**About this exercise:** Below are some records; find each line that carries the word "ApiClient" and copy it.

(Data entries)
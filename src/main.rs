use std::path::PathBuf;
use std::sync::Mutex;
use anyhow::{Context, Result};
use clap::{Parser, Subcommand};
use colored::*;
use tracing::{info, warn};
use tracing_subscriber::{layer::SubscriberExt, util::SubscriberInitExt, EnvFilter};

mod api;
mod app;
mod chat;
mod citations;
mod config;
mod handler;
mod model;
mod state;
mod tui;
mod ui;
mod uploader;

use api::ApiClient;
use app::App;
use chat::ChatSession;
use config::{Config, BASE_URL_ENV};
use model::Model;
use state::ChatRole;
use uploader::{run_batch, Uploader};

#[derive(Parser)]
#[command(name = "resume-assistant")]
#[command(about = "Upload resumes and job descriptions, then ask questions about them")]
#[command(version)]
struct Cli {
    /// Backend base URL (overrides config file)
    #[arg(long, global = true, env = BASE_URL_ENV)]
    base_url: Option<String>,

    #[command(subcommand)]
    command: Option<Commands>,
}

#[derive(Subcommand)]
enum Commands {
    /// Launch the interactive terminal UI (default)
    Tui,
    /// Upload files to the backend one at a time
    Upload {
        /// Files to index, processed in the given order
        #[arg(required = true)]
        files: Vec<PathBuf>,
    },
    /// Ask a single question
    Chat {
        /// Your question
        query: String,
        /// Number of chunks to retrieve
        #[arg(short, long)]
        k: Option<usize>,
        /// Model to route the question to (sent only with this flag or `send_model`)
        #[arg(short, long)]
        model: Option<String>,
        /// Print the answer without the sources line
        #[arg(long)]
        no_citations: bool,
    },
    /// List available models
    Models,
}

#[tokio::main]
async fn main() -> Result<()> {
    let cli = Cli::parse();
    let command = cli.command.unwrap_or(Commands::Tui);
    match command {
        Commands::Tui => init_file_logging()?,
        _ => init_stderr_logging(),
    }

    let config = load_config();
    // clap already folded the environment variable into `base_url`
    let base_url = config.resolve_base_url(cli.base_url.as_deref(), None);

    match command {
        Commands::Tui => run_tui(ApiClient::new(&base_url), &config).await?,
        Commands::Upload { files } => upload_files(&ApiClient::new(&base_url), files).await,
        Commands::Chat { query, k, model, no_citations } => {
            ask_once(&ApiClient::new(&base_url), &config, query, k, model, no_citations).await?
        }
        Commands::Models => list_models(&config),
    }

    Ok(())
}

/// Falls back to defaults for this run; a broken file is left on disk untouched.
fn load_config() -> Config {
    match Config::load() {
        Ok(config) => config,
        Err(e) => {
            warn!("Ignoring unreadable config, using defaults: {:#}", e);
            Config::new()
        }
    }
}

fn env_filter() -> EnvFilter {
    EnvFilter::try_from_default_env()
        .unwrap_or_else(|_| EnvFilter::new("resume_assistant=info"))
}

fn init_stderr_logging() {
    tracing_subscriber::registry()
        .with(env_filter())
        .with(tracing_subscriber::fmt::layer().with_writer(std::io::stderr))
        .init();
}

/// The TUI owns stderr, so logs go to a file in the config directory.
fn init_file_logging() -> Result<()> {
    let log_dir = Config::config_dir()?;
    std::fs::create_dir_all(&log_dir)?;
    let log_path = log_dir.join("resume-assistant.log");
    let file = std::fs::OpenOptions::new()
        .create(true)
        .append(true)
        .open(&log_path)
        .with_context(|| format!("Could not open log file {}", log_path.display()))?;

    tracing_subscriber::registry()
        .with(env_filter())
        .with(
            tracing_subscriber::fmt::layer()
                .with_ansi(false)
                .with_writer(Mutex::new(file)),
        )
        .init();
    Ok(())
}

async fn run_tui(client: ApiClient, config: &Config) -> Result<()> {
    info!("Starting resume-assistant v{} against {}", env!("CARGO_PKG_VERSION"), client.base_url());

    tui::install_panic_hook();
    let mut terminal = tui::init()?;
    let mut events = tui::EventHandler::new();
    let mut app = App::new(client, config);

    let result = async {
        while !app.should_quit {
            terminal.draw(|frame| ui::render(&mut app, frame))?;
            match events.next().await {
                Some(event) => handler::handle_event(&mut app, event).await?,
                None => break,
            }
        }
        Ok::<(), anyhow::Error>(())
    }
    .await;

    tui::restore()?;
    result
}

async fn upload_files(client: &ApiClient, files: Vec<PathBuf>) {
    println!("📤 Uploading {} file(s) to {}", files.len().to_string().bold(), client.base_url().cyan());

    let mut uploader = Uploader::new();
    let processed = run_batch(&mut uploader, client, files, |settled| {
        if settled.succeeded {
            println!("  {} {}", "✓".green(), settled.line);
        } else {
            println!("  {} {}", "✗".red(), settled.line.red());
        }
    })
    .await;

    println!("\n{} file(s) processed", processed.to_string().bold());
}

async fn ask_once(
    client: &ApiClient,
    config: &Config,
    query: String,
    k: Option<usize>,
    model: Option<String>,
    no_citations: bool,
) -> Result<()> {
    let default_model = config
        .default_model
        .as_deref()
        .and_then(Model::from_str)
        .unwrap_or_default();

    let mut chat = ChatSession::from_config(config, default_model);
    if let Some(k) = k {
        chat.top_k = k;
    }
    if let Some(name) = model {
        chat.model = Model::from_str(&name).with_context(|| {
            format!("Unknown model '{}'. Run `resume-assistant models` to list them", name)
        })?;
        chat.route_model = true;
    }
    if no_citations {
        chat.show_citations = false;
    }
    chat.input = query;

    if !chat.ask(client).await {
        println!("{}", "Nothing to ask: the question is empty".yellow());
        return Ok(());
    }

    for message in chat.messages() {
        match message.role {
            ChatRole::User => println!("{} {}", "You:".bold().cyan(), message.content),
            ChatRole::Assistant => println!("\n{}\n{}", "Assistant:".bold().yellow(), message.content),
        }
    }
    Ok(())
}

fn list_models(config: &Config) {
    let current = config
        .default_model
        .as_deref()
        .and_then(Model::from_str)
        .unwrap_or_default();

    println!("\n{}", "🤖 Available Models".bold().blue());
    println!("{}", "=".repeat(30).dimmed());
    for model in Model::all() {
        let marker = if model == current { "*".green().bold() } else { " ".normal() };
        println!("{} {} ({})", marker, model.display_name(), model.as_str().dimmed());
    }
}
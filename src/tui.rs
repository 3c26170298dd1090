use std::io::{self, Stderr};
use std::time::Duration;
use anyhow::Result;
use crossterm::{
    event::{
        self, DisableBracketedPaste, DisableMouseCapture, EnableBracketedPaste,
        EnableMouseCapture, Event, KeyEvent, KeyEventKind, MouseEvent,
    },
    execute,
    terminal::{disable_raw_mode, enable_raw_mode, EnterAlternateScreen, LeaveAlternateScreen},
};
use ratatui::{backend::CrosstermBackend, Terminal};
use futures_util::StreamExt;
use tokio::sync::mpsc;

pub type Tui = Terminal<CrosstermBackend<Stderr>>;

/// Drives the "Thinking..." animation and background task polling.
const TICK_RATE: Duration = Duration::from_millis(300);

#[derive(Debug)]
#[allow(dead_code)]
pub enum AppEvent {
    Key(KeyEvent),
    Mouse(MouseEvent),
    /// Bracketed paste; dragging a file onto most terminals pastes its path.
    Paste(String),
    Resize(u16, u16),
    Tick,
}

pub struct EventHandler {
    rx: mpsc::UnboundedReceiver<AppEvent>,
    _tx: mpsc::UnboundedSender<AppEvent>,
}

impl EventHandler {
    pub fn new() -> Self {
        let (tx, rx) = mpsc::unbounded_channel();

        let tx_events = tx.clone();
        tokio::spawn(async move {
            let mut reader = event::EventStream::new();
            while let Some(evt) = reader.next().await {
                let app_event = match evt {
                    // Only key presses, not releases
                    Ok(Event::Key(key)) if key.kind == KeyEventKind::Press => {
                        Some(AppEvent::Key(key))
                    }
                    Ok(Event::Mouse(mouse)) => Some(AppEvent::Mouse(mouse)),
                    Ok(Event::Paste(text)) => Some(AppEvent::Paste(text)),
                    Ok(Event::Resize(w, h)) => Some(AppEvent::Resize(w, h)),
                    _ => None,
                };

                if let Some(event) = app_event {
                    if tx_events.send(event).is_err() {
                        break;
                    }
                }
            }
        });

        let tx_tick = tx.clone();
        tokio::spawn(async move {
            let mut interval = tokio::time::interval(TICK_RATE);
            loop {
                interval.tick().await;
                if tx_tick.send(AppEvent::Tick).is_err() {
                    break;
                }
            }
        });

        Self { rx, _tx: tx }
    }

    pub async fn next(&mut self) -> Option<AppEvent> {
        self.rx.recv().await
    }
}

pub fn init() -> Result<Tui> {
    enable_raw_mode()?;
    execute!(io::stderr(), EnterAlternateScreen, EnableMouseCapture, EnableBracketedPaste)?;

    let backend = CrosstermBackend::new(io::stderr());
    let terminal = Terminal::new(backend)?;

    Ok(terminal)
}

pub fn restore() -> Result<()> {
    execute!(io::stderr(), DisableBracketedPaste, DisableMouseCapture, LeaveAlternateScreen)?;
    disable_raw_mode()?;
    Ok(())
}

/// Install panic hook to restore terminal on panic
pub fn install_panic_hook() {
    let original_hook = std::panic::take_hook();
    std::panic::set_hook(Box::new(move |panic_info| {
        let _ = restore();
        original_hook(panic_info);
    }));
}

**Answer to this task:**
use api::ApiClient;
        Commands::Tui => run_tui(ApiClient::new(&base_url), &config).await?,
        Commands::Upload { files } => upload_files(&ApiClient::new(&base_url), files).await,
            ask_once(&ApiClient::new(&base_url), &config, query, k, model, no_citations).await?
async fn run_tui(client: ApiClient, config: &Config) -> Result<()> {
async fn upload_files(client: &ApiClient, files: Vec<PathBuf>) {
    client: &ApiClient,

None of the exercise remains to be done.